Impact crater linked to Martian tsunamis

Scientists have located an impact crater linked to tsunamis that swept across part of ancient Mars. The team believe an asteroid triggered 150m-high waves when it plunged into an ocean thought to have existed on northern Mars three billion years ago. Lomonosov crater in the planet’s northern plains fits the bill as the source of tsunami deposits identified on the surface.
 
Although the idea has lost some of its currency in recent years, some scientists think an ocean might once have filled the vast lowland region that occupies the Red Planet’s northerly latitudes.
 
Growing evidence that tsunami waves washed over the boundary between the southern highlands and northern lowlands help strengthen the hypothesis.
 
François Costard, Steve Clifford and colleagues identified and mapped the distribution of sediment that apparently originated in the northern plains and flowed onto a possible ancient shoreline to the south.
 
"We found typical tsunami deposits along the dichotomy between the northern hemisphere and southern hemisphere of Mars," Dr Costard, from Université Paris-Sud and CNRS, told BBC News.
 
"It supports that there was, at that time, a northern ocean."
 
One type of feature seen on the dichotomy boundary is a lobate flow deposit. Dr Clifford, from the Lunar and Planetary Institute in Houston, explained the evidence.
 
"These lobate deposits propagate uphill from the northern plains and do so in close association with a potential palaeo-shoreline.
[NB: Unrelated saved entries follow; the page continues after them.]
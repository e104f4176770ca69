//! Error types for the activity store.
//!
//! All errors are propagated via [`DbError`], which wraps the underlying
//! [`sqlx`] and I/O errors with the location or key the operation was
//! working on.

use std::path::PathBuf;

use hahmon_types::topic_label;

/// Errors that can occur in the activity store.
#[derive(Debug, thiserror::Error)]
pub enum DbError {
    /// The location already holds an activity store.
    #[error("activity store already exists at {}", .path.display())]
    AlreadyExists {
        /// Location of the existing store.
        path: PathBuf,
    },

    /// The location cannot hold a store (a directory, permission denied, ...).
    #[error("cannot use {} as an activity store: {source}", .path.display())]
    Io {
        /// The rejected location.
        path: PathBuf,
        /// The underlying I/O error.
        source: std::io::Error,
    },

    /// `SQLite` refused to open the store.
    #[error("failed to open activity store at {}: {source}", .path.display())]
    Open {
        /// Location of the store.
        path: PathBuf,
        /// The underlying `SQLite` error.
        source: sqlx::Error,
    },

    /// A `SQLite` statement failed.
    #[error("SQLite error: {0}")]
    Sqlite(#[from] sqlx::Error),

    /// More than one record matches a key that must be unique.
    #[error(
        "{count} records match host {host:?} topic {}; refusing to pick one",
        topic_label(.topic.as_deref())
    )]
    Ambiguous {
        /// Host part of the key.
        host: String,
        /// Topic part of the key.
        topic: Option<String>,
        /// Number of matching records.
        count: i64,
    },

    /// The host part of a key is not usable.
    #[error("invalid key: {0}")]
    InvalidKey(String),

    /// A record timeout must be at least one second.
    #[error("timeout must be a positive number of seconds, got {0}")]
    InvalidTimeout(u32),

    /// A stored row could not be turned into a record.
    #[error("invalid stored record for host {host:?}: {reason}")]
    InvalidRecord {
        /// Host of the offending row.
        host: String,
        /// What is wrong with it.
        reason: String,
    },
}

impl DbError {
    /// Whether the error reports a key matching several records.
    pub const fn is_ambiguous(&self) -> bool {
        matches!(self, Self::Ambiguous { .. })
    }

    /// Whether the error comes from storage rather than from the caller.
    pub const fn is_storage(&self) -> bool {
        matches!(
            self,
            Self::Io { .. } | Self::Open { .. } | Self::Sqlite(_) | Self::InvalidRecord { .. }
        )
    }
}
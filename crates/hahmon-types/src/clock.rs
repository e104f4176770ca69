//! Wall-clock abstraction.
//!
//! Registration and activity updates stamp records with the time they were
//! processed. Going through [`Clock`] lets tests pin that time.

use std::fmt::Debug;
use std::sync::atomic::{AtomicI64, Ordering};

/// Source of the current Unix time in seconds.
pub trait Clock: Debug + Send + Sync {
    /// Current Unix timestamp in seconds.
    fn now(&self) -> i64;
}

/// The system clock.
#[derive(Debug, Clone, Copy, Default)]
pub struct SystemClock;

impl Clock for SystemClock {
    fn now(&self) -> i64 {
        chrono::Utc::now().timestamp()
    }
}

/// A clock that only moves when told to.
#[derive(Debug, Default)]
pub struct ManualClock {
    now: AtomicI64,
}

impl ManualClock {
    /// Create a clock reading `now`.
    pub const fn new(now: i64) -> Self {
        Self {
            now: AtomicI64::new(now),
        }
    }

    /// Set the current time.
    pub fn set(&self, now: i64) {
        self.now.store(now, Ordering::SeqCst);
    }

    /// Move the clock forward by `seconds`, saturating at `i64::MAX`.
    pub fn advance(&self, seconds: i64) {
        let current = self.now.load(Ordering::SeqCst);
        self.now.store(current.saturating_add(seconds), Ordering::SeqCst);
    }
}

impl Clock for ManualClock {
    fn now(&self) -> i64 {
        self.now.load(Ordering::SeqCst)
    }
}
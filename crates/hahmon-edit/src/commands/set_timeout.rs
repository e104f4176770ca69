use std::io::Write;

use clap::Args;
use hahmon_types::{UpdateOutcome, topic_label};

use super::{Context, Result, host_name, open};
use crate::error::CommandError;

#[derive(Args, Debug)]
pub struct Command {
    /// Host name
    #[arg(value_parser = host_name)]
    host: String,

    /// New timeout in seconds
    #[arg(value_parser = clap::value_parser!(u32).range(1..))]
    timeout: u32,

    /// Topic below the host; without it the host-level record is changed
    #[arg(long)]
    topic: Option<String>,
}

pub async fn handle(command: &Command, ctx: &mut Context<'_>) -> Result<()> {
    let topic = command.topic.as_deref();

    let db = open(ctx).await?;
    let result = db.store().set_timeout(&command.host, topic, command.timeout).await;
    db.close().await;

    match result? {
        UpdateOutcome::Updated => {
            writeln!(
                ctx.out,
                "updated {} {} timeout {}",
                command.host,
                topic_label(topic),
                command.timeout
            )?;
            Ok(())
        }
        UpdateOutcome::NotFound => Err(CommandError::NotFound {
            host: command.host.clone(),
            topic: command.topic.clone(),
        }),
    }
}
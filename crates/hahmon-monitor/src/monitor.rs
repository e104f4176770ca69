//! The ingestion loop.
//!
//! Pulls messages from a [`MessageSource`] and hands each one to the
//! [`Reconciler`]. A bad message is counted and logged, never fatal. Quiet
//! or closed subscriptions are reopened when the source allows it.

use std::time::Duration;

use futures::StreamExt;
use hahmon_core::config::MonitorConfig;
use hahmon_core::{ReconcileError, ReconcileOutcome, Reconciler};
use hahmon_types::topic_label;
use tokio::sync::watch;
use tracing::{debug, error, info, warn};

use crate::error::MonitorError;
use crate::source::{Inbound, MessageSource};

/// Timing knobs for the ingestion loop.
#[derive(Debug, Clone, Copy, PartialEq, Eq)]
pub struct MonitorSettings {
    /// How long without a message before the subscription is renewed.
    pub inactivity_timeout: Duration,
    /// How long to wait before resubscribing after a stream ends.
    pub reconnect_delay: Duration,
}

impl From<&MonitorConfig> for MonitorSettings {
    fn from(config: &MonitorConfig) -> Self {
        Self {
            inactivity_timeout: config.inactivity_timeout(),
            reconnect_delay: config.reconnect_delay(),
        }
    }
}

/// Counters for everything the loop has seen.
#[derive(Debug, Clone, Copy, Default, PartialEq, Eq)]
pub struct MonitorStats {
    /// Messages taken from the source.
    pub received: u64,
    /// Messages that refreshed a record.
    pub updated: u64,
    /// Messages for hosts nobody watches.
    pub missed: u64,
    /// Messages that could not be parsed.
    pub malformed: u64,
    /// Messages whose key matched several records.
    pub ambiguous: u64,
    /// Messages dropped because the store failed.
    pub store_errors: u64,
}

/// Drives a [`Reconciler`] from a message source.
pub struct Monitor<'a> {
    reconciler: Reconciler<'a>,
    settings: MonitorSettings,
    stats: MonitorStats,
}

impl<'a> Monitor<'a> {
    /// Create a monitor feeding `reconciler`.
    pub fn new(reconciler: Reconciler<'a>, settings: MonitorSettings) -> Self {
        Self {
            reconciler,
            settings,
            stats: MonitorStats::default(),
        }
    }

    /// Consume messages until the source is done or `shutdown` turns true.
    ///
    /// A message being reconciled when shutdown is requested is finished
    /// first.
    ///
    /// # Errors
    ///
    /// Returns [`MonitorError`] if a source that cannot be reopened fails
    /// to open.
    pub async fn run<S: MessageSource>(
        &mut self,
        source: &mut S,
        mut shutdown: watch::Receiver<bool>,
    ) -> Result<MonitorStats, MonitorError> {
        'subscription: loop {
            if *shutdown.borrow_and_update() {
                break 'subscription;
            }

            let opened = tokio::select! {
                biased;
                () = shutdown_requested(&mut shutdown) => break 'subscription,
                opened = source.subscribe() => opened,
            };
            let mut stream = match opened {
                Ok(stream) => stream,
                Err(e) if source.resubscribes() => {
                    warn!(error = %e, "subscription failed, retrying");
                    if self.pause(&mut shutdown).await {
                        break 'subscription;
                    }
                    continue 'subscription;
                }
                Err(e) => return Err(e),
            };

            loop {
                let next = tokio::select! {
                    biased;
                    () = shutdown_requested(&mut shutdown) => break 'subscription,
                    next = tokio::time::timeout(self.settings.inactivity_timeout, stream.next()) => next,
                };

                match next {
                    Ok(Some(message)) => self.handle(&message).await,
                    Ok(None) if source.resubscribes() => {
                        warn!(
                            delay_ms = self.settings.reconnect_delay.as_millis(),
                            "message stream ended, resubscribing"
                        );
                        if self.pause(&mut shutdown).await {
                            break 'subscription;
                        }
                        continue 'subscription;
                    }
                    Ok(None) => {
                        info!("message source closed");
                        break 'subscription;
                    }
                    Err(_elapsed) if source.resubscribes() => {
                        warn!(
                            timeout_secs = self.settings.inactivity_timeout.as_secs(),
                            "no activity received, resubscribing"
                        );
                        continue 'subscription;
                    }
                    Err(_elapsed) => {
                        debug!(
                            timeout_secs = self.settings.inactivity_timeout.as_secs(),
                            "no activity received, still waiting"
                        );
                    }
                }
            }
        }

        info!(
            received = self.stats.received,
            updated = self.stats.updated,
            missed = self.stats.missed,
            malformed = self.stats.malformed,
            ambiguous = self.stats.ambiguous,
            store_errors = self.stats.store_errors,
            "monitor stopped"
        );
        Ok(self.stats)
    }

    /// Wait out the reconnect delay. Returns `true` if shutdown was
    /// requested meanwhile.
    async fn pause(&self, shutdown: &mut watch::Receiver<bool>) -> bool {
        tokio::select! {
            biased;
            () = shutdown_requested(shutdown) => true,
            () = tokio::time::sleep(self.settings.reconnect_delay) => false,
        }
    }

    /// Reconcile one message and count the outcome.
    async fn handle(&mut self, message: &Inbound) {
        self.stats.received = self.stats.received.saturating_add(1);

        let result = match message {
            Inbound::Message { topic, payload } => {
                self.reconciler.handle_message(topic, payload).await
            }
            Inbound::Line(line) => self.reconciler.handle_line(line).await,
        };

        match result {
            Ok(ReconcileOutcome::Updated { host, topic }) => {
                self.stats.updated = self.stats.updated.saturating_add(1);
                debug!(host, topic = topic_label(topic.as_deref()), "activity recorded");
            }
            Ok(ReconcileOutcome::NotFound) => {
                self.stats.missed = self.stats.missed.saturating_add(1);
                debug!(inbound = ?message, "no watched record, dropping");
            }
            Err(e @ ReconcileError::Parse(_)) => {
                self.stats.malformed = self.stats.malformed.saturating_add(1);
                warn!(inbound = ?message, error = %e, "dropping malformed message");
            }
            Err(e @ ReconcileError::Ambiguous { .. }) => {
                self.stats.ambiguous = self.stats.ambiguous.saturating_add(1);
                warn!(error = %e, "ambiguous watched records, dropping");
            }
            Err(ReconcileError::Store(e)) => {
                self.stats.store_errors = self.stats.store_errors.saturating_add(1);
                error!(inbound = ?message, error = %e, "failed to record activity");
            }
        }
    }
}

/// Resolve once `shutdown` holds `true`. Never resolves if the sender is
/// gone without having asked for shutdown.
async fn shutdown_requested(shutdown: &mut watch::Receiver<bool>) {
    loop {
        if *shutdown.borrow_and_update() {
            return;
        }
        if shutdown.changed().await.is_err() {
            std::future::pending::<()>().await;
        }
    }
}
//! Shared type definitions for the home automation host monitor.
//!
//! The monitor watches `(host, topic)` pairs and records when each last
//! published. This crate holds the types every other crate agrees on.
//!
//! # Modules
//!
//! - [`record`] -- Watched records, derived status, and operation outcomes
//! - [`pattern`] -- Host/topic patterns for listing records
//! - [`event`] -- Inbound message parsing
//! - [`clock`] -- Wall-clock abstraction

pub mod clock;
pub mod event;
pub mod pattern;
pub mod record;

// Re-export all public types at crate root for convenience.
pub use clock::{Clock, ManualClock, SystemClock};
pub use event::{ActivityEvent, ParseError};
pub use pattern::{MATCH_ALL, Pattern};
pub use record::{
    ActivityRecord, DeleteOutcome, InsertOutcome, NO_TOPIC, Status, UnknownStatus,
    UpdateOutcome, topic_label,
};
//! Data layer for the home automation host monitor (embedded `SQLite`).
//!
//! One table, `host_activity`, holds a record per watched `(host, topic)`
//! key. The administrative tool registers and edits records; the monitor
//! stamps them as activity arrives.
//!
//! ```text
//! hahmon-edit ----+
//!                 +--> ActivityStore --> host_activity (SQLite file)
//! hahmon-monitor -+
//! ```
//!
//! # Modules
//!
//! - [`sqlite`] -- Store location, handle lifecycle, and schema
//! - [`activity_store`] -- Keyed record operations
//! - [`error`] -- Shared error types

pub mod activity_store;
pub mod error;
pub mod sqlite;

// Re-export primary types for convenience.
pub use activity_store::{ActivityRow, ActivityStore};
pub use error::DbError;
pub use sqlite::{ActivityDb, DEFAULT_PATH, SqliteConfig};
use std::io::Write;

use clap::Subcommand;
use hahmon_db::{ActivityDb, SqliteConfig};

use crate::error::CommandError;

pub mod add;
pub mod create;
pub mod delete;
pub mod list;
pub mod set_timeout;

/// Result of running one command.
pub type Result<T> = std::result::Result<T, CommandError>;

#[derive(Subcommand, Debug)]
pub enum Command {
    /// Create an empty activity store
    Create,
    /// Watch a host, or one topic of a host
    Add(add::Command),
    /// Stop watching a host, or one topic of a host
    Delete(delete::Command),
    /// Report the status of watched hosts
    List(list::Command),
    /// Change how long a host may stay silent before it is late
    SetTimeout(set_timeout::Command),
}

/// What every command needs besides its own arguments.
pub struct Context<'a> {
    /// Where the activity store lives.
    pub store: SqliteConfig,
    /// Timeout for records added without `--timeout`.
    pub default_timeout: u32,
    /// Where results are printed.
    pub out: &'a mut dyn Write,
}

impl Command {
    pub async fn execute(&self, ctx: &mut Context<'_>) -> Result<()> {
        match self {
            Self::Create => create::handle(ctx).await,
            Self::Add(o) => add::handle(o, ctx).await,
            Self::Delete(o) => delete::handle(o, ctx).await,
            Self::List(o) => list::handle(o, ctx).await,
            Self::SetTimeout(o) => set_timeout::handle(o, ctx).await,
        }
    }
}

/// Reject an empty or blank host before any store is opened.
fn host_name(value: &str) -> std::result::Result<String, String> {
    if value.trim().is_empty() {
        return Err("host must not be empty".to_owned());
    }
    Ok(value.to_owned())
}

/// Open the store for one unit of work.
async fn open(ctx: &Context<'_>) -> Result<ActivityDb> {
    Ok(ActivityDb::open(&ctx.store).await?)
}

#[cfg(test)]
#[allow(clippy::unwrap_used)]
pub(crate) mod testing {
    use super::*;

    /// A freshly created store in a temporary directory.
    pub async fn store() -> (tempfile::TempDir, SqliteConfig) {
        let dir = tempfile::tempdir().unwrap();
        let config = SqliteConfig::new(dir.path().join("test.db"));
        ActivityDb::initialize(&config).await.unwrap();
        (dir, config)
    }

    /// Run `command` against `config`, returning the result and stdout.
    pub async fn run(command: &Command, config: &SqliteConfig) -> (Result<()>, String) {
        let mut out = Vec::new();
        let mut ctx = Context {
            store: config.clone(),
            default_timeout: 300,
            out: &mut out,
        };
        let result = command.execute(&mut ctx).await;
        (result, String::from_utf8(out).unwrap())
    }
}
The predictions of the numerical modelling that François and his colleagues have done provide a very persuasive case for an ocean at this time," he told BBC News.
 
"There’s also a second set of landforms that we see along the coastline called thumbprint terrain…. the reflection of the tsunami waves from the coast and their interaction with a second set of tsunami waves, predicted by the numerical modelling, would have resulted in sediment deposition that’s very similar to what we actually observe on Mars."
 
This terrain has previously been interpreted as having been caused by mud flows, mud volcanoes, or glaciers.
 
The proposed Martian tsunami travelled 150km (95 miles) inland, climbing to elevations of about 100m (330ft).
 
"If we do have this evidence of a tsunami having occurred back three billion years ago, there must have been an ocean present in the northern plains," said Steve Clifford.
 
"That’s the key point here, it indicates that there was a substantial amount of water in residence on the Martian surface at this time and that has likely implications for the total inventory of water on Mars."